4. Hire and Promote Based on Values
Values should show up in hiring criteria, interview questions, and promotion decisions. HubSpot places strong emphasis on cultural contribution, not just skill set.
To apply this:
- Add value-based questions to your interview process.
- Train interviewers to probe for behaviors, not buzzwords.
- Include value alignment in performance reviews.
- Recognize and reward employees who model values consistently.
When people see that values influence real outcomes, they treat them seriously.
5. Align Policies and Perks With Values
At HubSpot, policies, benefits, and workplace norms are designed to reflect its core beliefs. Any gap between stated values and policies erodes trust.
Audit your current policies by asking:
- Where do our policies strongly support our values?
- Where do they contradict what we say we care about?
- What small changes would bring us closer to alignment?
Update guidelines, handbooks, and team practices so they reinforce the culture you want to protect.
6. Keep Values Evolving, as HubSpot Does
Values should be stable, but not frozen.
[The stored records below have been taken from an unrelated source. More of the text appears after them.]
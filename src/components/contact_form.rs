//! Contact Form
//!
//! Collects an enquiry and simulates submission with a timed delay.
//! Nothing is transmitted or persisted.

use gloo_timers::future::TimeoutFuture;
use leptos::prelude::*;
use leptos::task::spawn_local;

/// Service options for the enquiry select
const PROJECT_TYPES: &[(&str, &str)] = &[
    ("fitted-kitchen", "Fitted Kitchen"),
    ("replacement-doors", "Replacement Doors"),
    ("cabinet-spray-painting", "Cabinet Spray Painting"),
    ("bedroom-furniture", "Bedroom Furniture"),
    ("home-office", "Home Office"),
    ("other", "Other"),
];

/// Fields collected by the form
#[derive(Debug, Clone, Default, PartialEq)]
pub struct ContactFormData {
    pub name: String,
    pub email: String,
    pub phone: String,
    pub project_type: String,
    pub message: String,
}

#[component]
pub fn ContactForm() -> impl IntoView {
    let form = RwSignal::new(ContactFormData::default());
    let (is_submitting, set_is_submitting) = signal(false);
    let (submitted, set_submitted) = signal(false);
    let (error, set_error) = signal(String::new());

    let on_submit = move |ev: web_sys::SubmitEvent| {
        ev.prevent_default();
        let data = form.get();
        if data.name.is_empty() || data.email.is_empty() || data.message.is_empty() {
            set_error.set("Please fill in your name, email, and message.".to_string());
            return;
        }
        set_error.set(String::new());
        set_is_submitting.set(true);

        spawn_local(async move {
            // Simulated submission: the enquiry never leaves the page
            TimeoutFuture::new(1_000).await;
            web_sys::console::log_1(&"[CONTACT] enquiry submitted (simulated)".into());
            form.set(ContactFormData::default());
            set_is_submitting.set(false);
            set_submitted.set(true);
        });
    };

    view! {
        <Show
            when=move || !submitted.get()
            fallback=|| view! {
                <div class="form-success">
                    <h3>"Thank you for your enquiry"</h3>
                    <p>
                        "We've received your message and will be in touch within one \
                         working day."
                    </p>
                </div>
            }
        >
            <form class="contact-form" on:submit=on_submit>
                <div class="form-row">
                    <div class="form-field">
                        <label for="name">"Name *"</label>
                        <input
                            id="name"
                            type="text"
                            required
                            prop:value=move || form.get().name
                            on:input=move |ev| {
                                form.update(|f| f.name = event_target_value(&ev))
                            }
                        />
                    </div>
                    <div class="form-field">
                        <label for="email">"Email *"</label>
                        <input
                            id="email"
                            type="email"
                            required
                            prop:value=move || form.get().email
                            on:input=move |ev| {
                                form.update(|f| f.email = event_target_value(&ev))
                            }
                        />
                    </div>
                </div>

                <div class="form-field">
                    <label for="phone">"Phone"</label>
                    <input
                        id="phone"
                        type="tel"
                        prop:value=move || form.get().phone
                        on:input=move |ev| form.update(|f| f.phone = event_target_value(&ev))
                    />
                </div>

                <div class="form-field">
                    <label for="project-type">"What service are you interested in?"</label>
                    <select
                        id="project-type"
                        prop:value=move || form.get().project_type
                        on:change=move |ev| {
                            form.update(|f| f.project_type = event_target_value(&ev))
                        }
                    >
                        <option value="">"Please select"</option>
                        {PROJECT_TYPES.iter().map(|(value, label)| view! {
                            <option value=*value>{*label}</option>
                        }).collect_view()}
                    </select>
                </div>

                <div class="form-field">
                    <label for="message">"Message *"</label>
                    <textarea
                        id="message"
                        rows=5
                        required
                        prop:value=move || form.get().message
                        on:input=move |ev| {
                            form.update(|f| f.message = event_target_value(&ev))
                        }
                    ></textarea>
                </div>

                <Show when=move || !error.get().is_empty()>
                    <p class="form-error">{move || error.get()}</p>
                </Show>

                <button class="btn-primary" type="submit" disabled=move || is_submitting.get()>
                    {move || if is_submitting.get() { "Sending..." } else { "Send Message" }}
                </button>
            </form>
        </Show>
    }
}
//! Site Content Store
//!
//! Uses Leptos reactive_stores for field-level access to the content
//! collections. The collections are seeded once at mount and stay
//! immutable for the lifetime of the page.

use leptos::prelude::*;
use reactive_stores::Store;

use crate::content;
use crate::models::{BlogPost, Project, Testimonial};

/// Site-wide content state
#[derive(Clone, Debug, Default, Store)]
pub struct SiteState {
    /// All blog posts, in display order
    pub posts: Vec<BlogPost>,
    /// All portfolio projects, in display order
    pub projects: Vec<Project>,
    /// Client testimonials for the carousel sections
    pub testimonials: Vec<Testimonial>,
}

impl SiteState {
    pub fn new() -> Self {
        Self {
            posts: content::blog::posts(),
            projects: content::portfolio::projects(),
            testimonials: content::site::testimonials(),
        }
    }
}

/// Type alias for the store
pub type SiteStore = Store<SiteState>;

/// Get the site store from context
pub fn use_site_store() -> SiteStore {
    expect_context::<SiteStore>()
}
HubSpot has updated how it expresses its values as the company scaled and the industry changed, while preserving the core of its culture.
Set a regular cadence to review your values:
- Survey employees about how well values match reality.
- Identify where language or examples feel outdated.
- Clarify or refine statements without losing the original intent.
This keeps your values relevant and trustworthy over time.
Using the HubSpot Model to Build Your Own Values Program
You can use the HubSpot model as a template, then customize it to your business context and size. The goal is not to copy wording, but to adopt the same level of clarity, consistency, and alignment.
To implement a complete values program:
- Define values from real cultural patterns.
- Describe behaviors that show each value in action.
- Document values in a simple, public-friendly format.
- Deploy them through hiring, performance, and leadership.
- Diagnose gaps between values and practices regularly.
- Develop updates so values stay current and credible.
Consider partnering with a strategy and operations consultancy, such as Consultevo, to help translate your values into systems, processes, and enablement materials.
Key Takeaways From the HubSpot Values Framework
Drawing on the example set by HubSpot, any organization can create values that genuinely shape its culture and performance, rather than remaining empty slogans.
- Values must be grounded in real behavior, not wishful thinking.
- Clear, specific language turns values into everyday tools.
- Visible leadership support is essential for credibility.
- Hiring, promotion, and policies should all reflect your values.
- Ongoing review keeps your value system aligned with reality.
When you take the time to define, communicate, and live your values with the same rigor that HubSpot applies, you build a culture that attracts the right people, supports better decisions, and strengthens your brand over the long term.